_WHAT YOU WILL DO_
Every line of the material must appear in the answer exactly as it does here.

_SOURCE DATA_
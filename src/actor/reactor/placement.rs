//! Directional neighbour search and placement targets.

use std::f64::consts::{FRAC_PI_2, PI};

use crate::ipc::command::FloatingPosition;
use crate::layout_engine::{BspTree, Direction, NodeId, SpaceMode};
use crate::model::VirtualSpace;
use crate::sys::geometry::{Point, Rect};

/// Angle-weighted distance between the centres of `a` and `b` when moving
/// in `direction`, or `None` when `b` does not lie that way.
///
/// With `wrap`, `b` is shifted by one display width or height in
/// `direction` first, which evaluates it as if the display repeated.
pub fn distance(display: &Rect, a: &Rect, b: &Rect, direction: Direction, wrap: bool) -> Option<f64> {
    let from = a.mid();
    let mut to = b.mid();
    if wrap {
        match direction {
            Direction::East => to.x += display.size.width,
            Direction::West => to.x -= display.size.width,
            Direction::South => to.y += display.size.height,
            Direction::North => to.y -= display.size.height,
        }
    }
    let dx = to.x - from.x;
    let dy = to.y - from.y;
    if dx == 0.0 && dy == 0.0 {
        return None;
    }

    // y grows downward.
    let ideal = match direction {
        Direction::East => 0.0,
        Direction::South => FRAC_PI_2,
        Direction::West => PI,
        Direction::North => -FRAC_PI_2,
    };
    let mut delta = (dy.atan2(dx) - ideal).abs();
    if delta > PI {
        delta = 2.0 * PI - delta;
    }
    if delta >= FRAC_PI_2 {
        return None;
    }
    Some(dx.hypot(dy) * (1.0 + 2.0 * delta / PI))
}

/// Closest window-holding leaf from `from` in `direction`. Wraparound is
/// only considered when nothing lies in that direction on screen.
pub fn closest_in_direction(
    tree: &BspTree,
    display: &Rect,
    from: NodeId,
    direction: Direction,
    wrap: bool,
) -> Option<NodeId> {
    let origin = tree.region(from)?.rect;
    let candidates: Vec<(NodeId, Rect)> = tree
        .leaves()
        .into_iter()
        .filter(|&leaf| leaf != from && tree.window(leaf).is_some())
        .filter_map(|leaf| Some((leaf, tree.region(leaf)?.rect)))
        .collect();
    let best = |wrap: bool| {
        candidates
            .iter()
            .filter_map(|(leaf, rect)| Some((*leaf, distance(display, &origin, rect, direction, wrap)?)))
            .min_by(|a, b| a.1.total_cmp(&b.1))
            .map(|(leaf, _)| leaf)
    };
    best(false).or_else(|| if wrap { best(true) } else { None })
}

/// Next leaf along the monocle chain, wrapping at either end.
pub fn monocle_neighbor(tree: &BspTree, from: NodeId, direction: Direction) -> Option<NodeId> {
    let root = tree.root()?;
    let next = if direction.is_forward() {
        tree.next_leaf(from).unwrap_or_else(|| tree.first_leaf(root))
    } else {
        tree.prev_leaf(from).unwrap_or_else(|| tree.last_leaf(root))
    };
    (next != from).then_some(next)
}

/// Neighbour of `from` in `direction` according to the space's mode.
pub fn neighbor(space: &VirtualSpace, from: NodeId, direction: Direction, wrap: bool) -> Option<NodeId> {
    match space.mode {
        SpaceMode::Monocle => monocle_neighbor(&space.tree, from, direction),
        SpaceMode::Bsp | SpaceMode::Float => {
            closest_in_direction(&space.tree, &space.display().frame, from, direction, wrap)
        }
    }
}

/// The leaf under `point`, or the one whose rectangle is nearest to it when
/// the point falls in a gap or on the padding.
pub fn nearest_leaf(tree: &BspTree, point: Point) -> Option<NodeId> {
    tree.leaf_at(point).or_else(|| {
        tree.leaves()
            .into_iter()
            .filter_map(|leaf| Some((leaf, tree.region(leaf)?.rect)))
            .map(|(leaf, rect)| {
                let dx = (rect.min_x() - point.x).max(point.x - rect.max_x()).max(0.0);
                let dy = (rect.min_y() - point.y).max(point.y - rect.max_y()).max(0.0);
                (leaf, dx.hypot(dy))
            })
            .min_by(|a, b| a.1.total_cmp(&b.1))
            .map(|(leaf, _)| leaf)
    })
}

/// Frame for a floating window warped to `position` within `area`.
pub fn floating_target(position: FloatingPosition, area: Rect) -> Rect {
    let half_w = area.size.width / 2.0;
    let half_h = area.size.height / 2.0;
    let (x, y) = (area.min_x(), area.min_y());
    match position {
        FloatingPosition::Fullscreen => area,
        FloatingPosition::Left => Rect::from_xywh(x, y, half_w, area.size.height),
        FloatingPosition::Right => Rect::from_xywh(x + half_w, y, half_w, area.size.height),
        FloatingPosition::TopLeft => Rect::from_xywh(x, y, half_w, half_h),
        FloatingPosition::TopRight => Rect::from_xywh(x + half_w, y, half_w, half_h),
        FloatingPosition::BottomLeft => Rect::from_xywh(x, y + half_h, half_w, half_h),
        FloatingPosition::BottomRight => Rect::from_xywh(x + half_w, y + half_h, half_w, half_h),
        FloatingPosition::Center => {
            Rect::from_xywh(x + half_w / 2.0, y + half_h / 2.0, half_w, half_h)
        }
    }
}
pub mod command;

pub use command::{
    Command, CommandError, ConfigCommand, DesktopCommand, DesktopToggle, FloatingPosition,
    MonitorCommand, QueryCommand, RuleCommand, Step, Target, WindowCommand, WindowToggle,
};
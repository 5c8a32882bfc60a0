pub mod actor;
pub mod common;
pub mod ipc;
pub mod layout_engine;
pub mod model;
pub mod replay;
pub mod server;
pub mod sys;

_YOUR SOLUTION_
filename src/actor/reactor/placement.rs
//! Directional neighbour search and placement targets.

use std::f64::consts::{FRAC_PI_2, PI};

use crate::ipc::command::FloatingPosition;
use crate::layout_engine::{BspTree, Direction, NodeId, SpaceMode};
use crate::model::VirtualSpace;
use crate::sys::geometry::{Point, Rect};

/// Angle-weighted distance between the centres of `a` and `b` when moving
/// in `direction`, or `None` when `b` does not lie that way.
///
/// With `wrap`, `b` is shifted by one display width or height in
/// `direction` first, which evaluates it as if the display repeated.
pub fn distance(display: &Rect, a: &Rect, b: &Rect, direction: Direction, wrap: bool) -> Option<f64> {
    let from = a.mid();
    let mut to = b.mid();
    if wrap {
        match direction {
            Direction::East => to.x += display.size.width,
            Direction::West => to.x -= display.size.width,
            Direction::South => to.y += display.size.height,
            Direction::North => to.y -= display.size.height,
        }
    }
    let dx = to.x - from.x;
    let dy = to.y - from.y;
    if dx == 0.0 && dy == 0.0 {
        return None;
    }

    // y grows downward.
    let ideal = match direction {
        Direction::East => 0.0,
        Direction::South => FRAC_PI_2,
        Direction::West => PI,
        Direction::North => -FRAC_PI_2,
    };
    let mut delta = (dy.atan2(dx) - ideal).abs();
    if delta > PI {
        delta = 2.0 * PI - delta;
    }
    if delta >= FRAC_PI_2 {
        return None;
    }
    Some(dx.hypot(dy) * (1.0 + 2.0 * delta / PI))
}

/// Closest window-holding leaf from `from` in `direction`. Wraparound is
/// only considered when nothing lies in that direction on screen.
pub fn closest_in_direction(
    tree: &BspTree,
    display: &Rect,
    from: NodeId,
    direction: Direction,
    wrap: bool,
) -> Option<NodeId> {
    let origin = tree.region(from)?.rect;
    let candidates: Vec<(NodeId, Rect)> = tree
        .leaves()
        .into_iter()
        .filter(|&leaf| leaf != from && tree.window(leaf).is_some())
        .filter_map(|leaf| Some((leaf, tree.region(leaf)?.rect)))
        .collect();
    let best = |wrap: bool| {
        candidates
            .iter()
            .filter_map(|(leaf, rect)| Some((*leaf, distance(display, &origin, rect, direction, wrap)?)))
            .min_by(|a, b| a.1.total_cmp(&b.1))
            .map(|(leaf, _)| leaf)
    };
    best(false).or_else(|| if wrap { best(true) } else { None })
}

/// Next leaf along the monocle chain, wrapping at either end.
pub fn monocle_neighbor(tree: &BspTree, from: NodeId, direction: Direction) -> Option<NodeId> {
    let root = tree.root()?;
    let next = if direction.is_forward() {
        tree.next_leaf(from).unwrap_or_else(|| tree.first_leaf(root))
    } else {
        tree.prev_leaf(from).unwrap_or_else(|| tree.last_leaf(root))
    };
    (next != from).then_some(next)
}

/// Neighbour of `from` in `direction` according to the space's mode.
pub fn neighbor(space: &VirtualSpace, from: NodeId, direction: Direction, wrap: bool) -> Option<NodeId> {
    match space.mode {
        SpaceMode::Monocle => monocle_neighbor(&space.tree, from, direction),
        SpaceMode::Bsp | SpaceMode::Float => {
            closest_in_direction(&space.tree, &space.display().frame, from, direction, wrap)
        }
    }
}

/// The leaf under `point`, or the one whose rectangle is nearest to it when
/// the point falls in a gap or on the padding.
pub fn nearest_leaf(tree: &BspTree, point: Point) -> Option<NodeId> {
    tree.leaf_at(point).or_else(|| {
        tree.leaves()
            .into_iter()
            .filter_map(|leaf| Some((leaf, tree.region(leaf)?.rect)))
            .map(|(leaf, rect)| {
                let dx = (rect.min_x() - point.x).max(point.x - rect.max_x()).max(0.0);
                let dy = (rect.min_y() - point.y).max(point.y - rect.max_y()).max(0.0);
                (leaf, dx.hypot(dy))
            })
            .min_by(|a, b| a.1.total_cmp(&b.1))
            .map(|(leaf, _)| leaf)
    })
}

/// Frame for a floating window warped to `position` within `area`.
pub fn floating_target(position: FloatingPosition, area: Rect) -> Rect {
    let half_w = area.size.width / 2.0;
    let half_h = area.size.height / 2.0;
    let (x, y) = (area.min_x(), area.min_y());
    match position {
        FloatingPosition::Fullscreen => area,
        FloatingPosition::Left => Rect::from_xywh(x, y, half_w, area.size.height),
        FloatingPosition::Right => Rect::from_xywh(x + half_w, y, half_w, area.size.height),
        FloatingPosition::TopLeft => Rect::from_xywh(x, y, half_w, half_h),
        FloatingPosition::TopRight => Rect::from_xywh(x + half_w, y, half_w, half_h),
        FloatingPosition::BottomLeft => Rect::from_xywh(x, y + half_h, half_w, half_h),
        FloatingPosition::BottomRight => Rect::from_xywh(x + half_w, y + half_h, half_w, half_h),
        FloatingPosition::Center => {
            Rect::from_xywh(x + half_w / 2.0, y + half_h / 2.0, half_w, half_h)
        }
    }
}
pub mod command;

pub use command::{
    Command, CommandError, ConfigCommand, DesktopCommand, DesktopToggle, FloatingPosition,
    MonitorCommand, QueryCommand, RuleCommand, Step, Target, WindowCommand, WindowToggle,
};
repository 5c8a32882bfc60a0
pub mod actor;
pub mod common;
pub mod ipc;
pub mod layout_engine;
pub mod model;
pub mod replay;
pub mod server;
pub mod sys;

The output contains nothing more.